De acordo com a enfermeira Ivone Martini, coordenadora do Fórum dos Conselhos Federais da Área da Saúde (FCFAS), os 14 órgãos que compõem a entidade debatem a possibilidade de negar o registro a formados pela modalidade a distância.
Além do conselho de farmácia, tomaram essa decisão o de medicina veterinária e o de odontologia —que agiu de forma preventiva, já que não há cursos remotos na área.
“Quando o profissional cometer um erro grave, o conselho vai poder responsabilizar quem deu o diploma a alguém que não sabe trabalhar?”, questiona Martini.

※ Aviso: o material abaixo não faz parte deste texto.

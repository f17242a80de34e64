//! Pure text helpers for heuristic header-line matching.

use regex::Regex;

use crate::conf::C_PATTERN_DATE;

////////////////////////////////////////////////////////////////////////////////
// #region TextNormalization

/// Collapse whitespace runs (including NBSP) into single spaces and trim.
pub fn normalize_cell_text(text: &str) -> String {
    text.replace('\u{a0}', " ")
        .split_whitespace()
        .collect::<Vec<&str>>()
        .join(" ")
}

/// Case-insensitive substring test over normalized text.
pub fn contains_normalized(haystack: &str, needle: &str) -> bool {
    normalize_cell_text(haystack)
        .to_lowercase()
        .contains(&normalize_cell_text(needle).to_lowercase())
}

// #endregion
////////////////////////////////////////////////////////////////////////////////
// #region DateTokens

/// Compile the date token pattern.
pub fn derive_date_regex() -> Result<Regex, String> {
    Regex::new(C_PATTERN_DATE).map_err(|err| format!("Invalid date pattern: {err}"))
}

/// All date tokens in `text`, in appearance order.
pub fn find_date_tokens(regex_date: &Regex, text: &str) -> Vec<String> {
    regex_date
        .find_iter(&normalize_cell_text(text))
        .map(|m| m.as_str().to_string())
        .collect()
}

// #endregion
////////////////////////////////////////////////////////////////////////////////
// #region KeywordPrefixMatching

/// Extract the payload after the first matching keyword prefix.
///
/// Keywords are tried in declaration order; the first keyword found anywhere
/// in the normalized text wins. Returns `None` when no keyword occurs.
pub fn match_keyword_prefix(text: &str, keywords: &[String]) -> Option<String> {
    let c_text = normalize_cell_text(text);
    for keyword in keywords {
        if let Some(c_payload) = strip_keyword_prefix(&c_text, keyword) {
            return Some(c_payload);
        }
    }
    None
}

/// Keyword-prefix scan over one row of cells, left to right.
///
/// The first non-empty cell is remembered as the fallback. The first cell
/// containing any keyword yields the stripped payload; a row with no keyword
/// hit (or an empty payload) yields the fallback text verbatim.
pub fn match_keyword_row(cells: &[String], keywords: &[String]) -> Option<String> {
    let mut c_fallback: Option<String> = None;
    for c_cell in cells {
        let c_text = normalize_cell_text(c_cell);
        if c_text.is_empty() {
            continue;
        }
        if c_fallback.is_none() {
            c_fallback = Some(c_text.clone());
        }
        if let Some(c_payload) = match_keyword_prefix(&c_text, keywords) {
            return Some(c_payload);
        }
    }
    c_fallback
}

/// Text after `keyword` inside `text`, cleaned up for use as a field value.
///
/// The payload stops at the first comma: header lines append secondary
/// details ("ООО Ромашка, г. Москва") after the value proper.
pub fn strip_keyword_prefix(text: &str, keyword: &str) -> Option<String> {
    let n_start = find_lowercase(text, keyword)? + keyword.chars().count();
    let c_tail: String = text.chars().skip(n_start).collect();
    let c_payload = c_tail
        .trim_start_matches([':', ';', '-', '–', '—', '.', ' ', '\t'])
        .split(',')
        .next()
        .unwrap_or("")
        .trim()
        .to_string();
    if c_payload.is_empty() {
        None
    } else {
        Some(c_payload)
    }
}

/// Char offset of the case-insensitive `needle` inside `haystack`.
fn find_lowercase(haystack: &str, needle: &str) -> Option<usize> {
    let l_haystack: Vec<char> = haystack.to_lowercase().chars().collect();
    let l_needle: Vec<char> = needle.to_lowercase().chars().collect();
    if l_needle.is_empty() || l_needle.len() > l_haystack.len() {
        return None;
    }
    (0..=l_haystack.len() - l_needle.len())
        .find(|n_idx| l_haystack[*n_idx..n_idx + l_needle.len()] == l_needle[..])
}

// #endregion
////////////////////////////////////////////////////////////////////////////////

#[cfg(test)]
mod tests {
    use super::*;

    #[test]
    fn normalize_collapses_nbsp_and_whitespace_runs() {
        assert_eq!(
            normalize_cell_text("  Заказчик:\u{a0}\u{a0}ООО  «Ромашка» \t"),
            "Заказчик: ООО «Ромашка»"
        );
        assert_eq!(normalize_cell_text(""), "");
    }

    #[test]
    fn contains_normalized_ignores_case_and_spacing() {
        assert!(contains_normalized("НАИМЕНОВАНИЕ  ЗАКАЗЧИКА: ...", "наименование заказчика"));
        assert!(!contains_normalized("Исполнитель: Иванов", "заказчик"));
    }

    #[test]
    fn date_tokens_are_found_in_order() {
        let regex_date = derive_date_regex().unwrap();
        assert_eq!(
            find_date_tokens(&regex_date, "Измерения 05.03.2024 и 6.3.24 г."),
            vec!["05.03.2024".to_string(), "6.3.24".to_string()]
        );
        assert!(find_date_tokens(&regex_date, "версия 1.2.3.4.5").is_empty());
    }

    #[test]
    fn keyword_payload_is_trimmed_and_cut_at_first_comma() {
        let l_keywords = vec!["заказчик".to_string()];
        assert_eq!(
            match_keyword_prefix("Заказчик: ООО «Ромашка», г. Москва", &l_keywords),
            Some("ООО «Ромашка»".to_string())
        );
        assert_eq!(
            match_keyword_prefix("заказчик — ИП Иванов", &l_keywords),
            Some("ИП Иванов".to_string())
        );
        assert_eq!(match_keyword_prefix("Исполнитель: Иванов", &l_keywords), None);
    }

    #[test]
    fn longer_keyword_wins_when_listed_first() {
        let l_keywords = vec![
            "наименование заказчика".to_string(),
            "заказчик".to_string(),
        ];
        assert_eq!(
            match_keyword_prefix("Наименование заказчика: АО «Вектор»", &l_keywords),
            Some("АО «Вектор»".to_string())
        );
    }

    #[test]
    fn row_scan_falls_back_to_first_non_empty_cell() {
        let l_keywords = vec!["заказчик".to_string()];
        let l_row_hit = vec![
            String::new(),
            "Заказчик: ООО «Ромашка», доп. текст".to_string(),
        ];
        assert_eq!(
            match_keyword_row(&l_row_hit, &l_keywords),
            Some("ООО «Ромашка»".to_string())
        );

        let l_row_miss = vec![String::new(), "Протокол № 12".to_string()];
        assert_eq!(
            match_keyword_row(&l_row_miss, &l_keywords),
            Some("Протокол № 12".to_string())
        );

        let l_row_empty = vec![String::new(), "  \u{a0} ".to_string()];
        assert_eq!(match_keyword_row(&l_row_empty, &l_keywords), None);
    }

    #[test]
    fn keyword_with_empty_payload_matches_nothing() {
        let l_keywords = vec!["№ заявки".to_string()];
        assert_eq!(match_keyword_prefix("№ заявки:  ", &l_keywords), None);
        assert_eq!(
            match_keyword_prefix("№ заявки: 123-А от 01.02.2024", &l_keywords),
            Some("123-А от 01.02.2024".to_string())
        );
    }
}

Para o CAU/BR (Conselho de Arquitetura e Urbanismo do Brasil), formar arquitetos a distância oferece um risco tão grave à vida quanto formar profissionais da saúde.
“Nossa leitura é que não é possível conceder uma autorização, que tem implicações jurídicas importantes, a alguém com uma formação tão frágil”, diz Juliano Ximenes Ponte, membro do órgão.
Segundo o arquiteto, o conselho não está interferindo nos critérios de formação, que são atribuição do MEC, mas exercendo o seu papel de regular o exercício da profissão.
Ele também afirma que, por enquanto, o CAU não estuda aplicar um exame de proficiência como requisito para obtenção do registro. Já o CFF diz que avalia a possibilidade.
Para Jorge Boucinhas Filho, diretor da Escola Superior de Advocacia, barrar o registro a formados por EaD é inconstitucional, já que os alunos estão cumprindo a exigência legal de ter um diploma válido.
Entidades que representam as universidades privadas entraram com processos na Justiça contra a decisão dos conselhos. “Ao tentar usurpar competência exclusiva do Ministério da Educação, os conselhos miram unicamente na reserva de mercado”, diz Sólon Caldas, diretor-executivo das ABMES (Associação das Mantenedoras de Instituições do Ensino Superior).
Em nota, o MEC cita um parecer do Conselho Nacional de Educação, emitido em 2016, segundo o qual a legislação educacional não faz distinção entre os cursos superiores na modalidade presencial ou a distância.
“Portanto, os órgãos de fiscalização profissional não podem adotar medidas e critérios que possam impedir a emissão do diploma ou exercício profissional de graduado em curso ofertado na modalidade a distância”, diz o parecer.